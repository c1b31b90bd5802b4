use crate::api;
use crate::cli::{actions::Action, globals::GlobalArgs};
use anyhow::Result;

/// Handle the server action
pub async fn handle(action: Action, globals: &GlobalArgs) -> Result<()> {
    match action {
        Action::Server {
            port,
            dsn,
            redis_url,
        } => {
            api::new(port, dsn, redis_url, globals).await?;
        }
    }

    Ok(())
}
use crate::{
    auth::{
        audit::PgAuditLog,
        rate_limit::FixedWindowLimiter,
        repo::PgUserStore,
        token_store::TokenStore,
        tokens::TokenSigner,
        AuthOptions, AuthService,
    },
    cli::globals::GlobalArgs,
    kv::{KvStore, RedisKv},
    mail::LogMailSender,
};
use anyhow::{anyhow, Context, Result};
use axum::{
    body::Body,
    extract::MatchedPath,
    http::{
        header::{AUTHORIZATION, CONTENT_TYPE},
        HeaderName, HeaderValue, Method, Request,
    },
    Extension,
};
use secrecy::ExposeSecret;
use sqlx::postgres::PgPoolOptions;
use std::{sync::Arc, time::Duration};
use tokio::net::TcpListener;
use tower::ServiceBuilder;
use tower_http::{
    cors::{AllowOrigin, CorsLayer},
    request_id::PropagateRequestIdLayer,
    set_header::SetRequestHeaderLayer,
    trace::TraceLayer,
};
use tracing::{info, info_span, Span};
use ulid::Ulid;
use url::Url;
use utoipa_swagger_ui::SwaggerUi;

pub mod handlers;
// OpenAPI router wiring and route registration live in openapi.rs.
mod openapi;

pub use openapi::openapi;

use handlers::auth::state::{AuthConfig, AuthState};

/// Build the API router with all documented routes registered.
#[must_use]
pub fn router() -> utoipa_axum::router::OpenApiRouter {
    openapi::api_router()
}

/// Start the server
/// # Errors
/// Return error if failed to start the server
pub async fn new(port: u16, dsn: String, redis_url: String, globals: &GlobalArgs) -> Result<()> {
    // Connect to database
    let pool = PgPoolOptions::new()
        .min_connections(1)
        .max_connections(5)
        .max_lifetime(Duration::from_secs(60 * 2))
        .test_before_acquire(true)
        .connect(&dsn)
        .await
        .context("Failed to connect to database")?;

    // Connect to the key-value store; fail fast rather than on first request.
    let kv: Arc<dyn KvStore> = Arc::new(
        RedisKv::connect(&redis_url)
            .await
            .map_err(|err| anyhow!("Failed to connect to key-value store: {err}"))?,
    );
    kv.ping()
        .await
        .map_err(|err| anyhow!("Key-value store did not answer ping: {err}"))?;

    let signer = TokenSigner::from_private_key_pem(
        globals.jwt_private_key.expose_secret(),
        Duration::from_secs(globals.access_token_ttl),
        Duration::from_secs(globals.refresh_token_ttl),
    )
    .map_err(|err| anyhow!("Failed to load JWT signing key: {err}"))?;

    let service = Arc::new(AuthService::new(
        Arc::new(PgUserStore::new(pool.clone())),
        Arc::new(PgAuditLog::new(pool.clone())),
        signer,
        TokenStore::new(kv.clone()),
        Arc::new(LogMailSender),
        AuthOptions::new(globals.base_url.clone()),
    ));

    let auth_state = Arc::new(AuthState::new(
        AuthConfig::new(),
        FixedWindowLimiter::new(kv),
    ));

    let origin = public_origin(&globals.base_url)?;
    let cors = CorsLayer::new()
        .allow_headers([CONTENT_TYPE, AUTHORIZATION])
        .allow_methods([Method::GET, Method::POST])
        .allow_origin(AllowOrigin::exact(origin))
        .allow_credentials(true);

    let (router, openapi) = router().split_for_parts();
    let app = router
        .merge(SwaggerUi::new("/docs").url("/api-docs/openapi.json", openapi))
        .layer(
            ServiceBuilder::new()
                .layer(SetRequestHeaderLayer::if_not_present(
                    HeaderName::from_static("x-request-id"),
                    |_req: &_| HeaderValue::from_str(Ulid::new().to_string().as_str()).ok(),
                ))
                .layer(PropagateRequestIdLayer::new(HeaderName::from_static(
                    "x-request-id",
                )))
                .layer(TraceLayer::new_for_http().make_span_with(make_span))
                .layer(cors)
                .layer(Extension(service))
                .layer(Extension(auth_state)),
        );

    let listener = TcpListener::bind(format!("::0:{port}")).await?;

    info!("Listening on [::]:{}", port);

    axum::serve(listener, app.into_make_service())
        .with_graceful_shutdown(async move {
            let _ = tokio::signal::ctrl_c().await;
            info!("Gracefully shutdown");
        })
        .await?;

    Ok(())
}

fn make_span(request: &Request<Body>) -> Span {
    let request_id = request
        .headers()
        .get("x-request-id")
        .and_then(|val| val.to_str().ok())
        .unwrap_or("none");
    let matched_path = request
        .extensions()
        .get::<MatchedPath>()
        .map_or_else(|| request.uri().path(), MatchedPath::as_str);

    info_span!(
        "http.request",
        http.method = %request.method(),
        http.route = matched_path,
        request_id
    )
}

fn public_origin(base_url: &str) -> Result<HeaderValue> {
    let parsed =
        Url::parse(base_url).with_context(|| format!("Invalid base URL: {base_url}"))?;
    let host = parsed
        .host_str()
        .ok_or_else(|| anyhow!("Base URL must include a valid host: {base_url}"))?;
    let port = parsed
        .port()
        .map_or_else(String::new, |port| format!(":{port}"));
    let origin = format!("{}://{}{}", parsed.scheme(), host, port);
    HeaderValue::from_str(&origin).context("Failed to build origin header")
}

--*--

**What this task involves:** Every line in the entries above that mentions the word "PropagateRequestIdLayer" must be shown.

**Exercise result:**
    request_id::PropagateRequestIdLayer,
                .layer(PropagateRequestIdLayer::new(HeaderName::from_static(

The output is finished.